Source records

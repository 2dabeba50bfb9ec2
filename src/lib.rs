//! Void Strike - an arcade space shooter
//!
//! Core modules:
//! - `sim`: Deterministic simulation (spawning, kinematics, collisions, game state)
//! - `audio`: Sound cue mapping for the external audio backend
//! - `ui`: HUD snapshot and change detection for the UI layer
//! - `highscores`: Top-10 leaderboard with JSON persistence
//!
//! Rendering, audio playback and input polling live outside this crate.
//! They observe the simulation through [`sim::GameEvent`]s and the public
//! state, and drive it through [`sim::TickInput`].

pub mod audio;
pub mod highscores;
pub mod sim;
pub mod ui;

pub use highscores::HighScores;

/// Game configuration constants
pub mod consts {
    /// Maximum dt accepted by a single tick (guards against tab-stall spikes)
    pub const MAX_FRAME_DT: f32 = 0.1;

    /// Playfield half-extents (craft position is clamped to this box)
    pub const FIELD_HALF_WIDTH: f32 = 5.0;
    pub const FIELD_HALF_HEIGHT: f32 = 3.0;

    /// Entities spawn on this z plane and despawn past the camera
    pub const SPAWN_DEPTH: f32 = -20.0;
    pub const DESPAWN_DEPTH: f32 = 5.0;
    /// Projectiles despawn once they fly past the spawn plane
    pub const PROJECTILE_DESPAWN_DEPTH: f32 = -20.0;

    /// Craft movement
    pub const CRAFT_MAX_SPEED: f32 = 5.0;
    pub const CRAFT_FRICTION: f32 = 0.99;

    /// Craft resources
    pub const MAX_HEALTH: f32 = 100.0;
    pub const MAX_SHIELD: f32 = 100.0;
    pub const SHIELD_REGEN_AMOUNT: f32 = 5.0;
    pub const SHIELD_REGEN_INTERVAL: f32 = 1.0;
    pub const MAX_WEAPON_HEAT: f32 = 100.0;
    pub const WEAPON_HEAT_PER_SHOT: f32 = 10.0;
    pub const WEAPON_COOL_RATE: f32 = 20.0;
    /// Seconds the hull flashes after taking a hit
    pub const HIT_FLASH_DURATION: f32 = 0.2;

    /// Asteroids
    pub const ASTEROID_DAMAGE: f32 = 10.0;
    pub const ASTEROID_MIN_RADIUS: f32 = 0.3;
    pub const ASTEROID_MAX_RADIUS: f32 = 0.8;

    /// Projectiles
    pub const PROJECTILE_SPEED: f32 = 20.0;
    pub const PROJECTILE_RADIUS: f32 = 0.05;

    /// Power-ups
    pub const POWER_UP_RADIUS: f32 = 0.3;
    pub const POWER_UP_FORWARD_SPEED: f32 = 3.0;
    pub const POWER_UP_SPIN_RATE: f32 = 1.0;
    pub const POWER_UP_HEAL: f32 = 25.0;
    pub const POWER_UP_SHIELD: f32 = 50.0;

    /// Spawner: asteroid inter-arrival time is BASE_SPAWN_INTERVAL / difficulty
    pub const BASE_SPAWN_INTERVAL: f32 = 2.0;
    /// Per-frame power-up spawn probability is POWER_UP_CHANCE * difficulty
    pub const POWER_UP_CHANCE: f32 = 0.001;

    /// Difficulty grows linearly with elapsed time
    pub const DIFFICULTY_RAMP: f32 = 0.01;
    /// Score awarded per kill before difficulty/multiplier scaling
    pub const KILL_SCORE_BASE: f32 = 100.0;
    /// Multiplier gained per kill and lost per second
    pub const MULTIPLIER_PER_KILL: f32 = 0.1;
    pub const MULTIPLIER_DECAY: f32 = 0.1;

    /// Craft bounding half-extents (matches the shield bubble radius)
    pub const CRAFT_HALF_EXTENT: f32 = 1.2;
}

▶ _Task goal_
The answer must be every line of the records that holds the string "this".

▶ _Result_
//! Rendering, audio playback and input polling live outside this crate.
    /// Playfield half-extents (craft position is clamped to this box)
    /// Entities spawn on this z plane and despawn past the camera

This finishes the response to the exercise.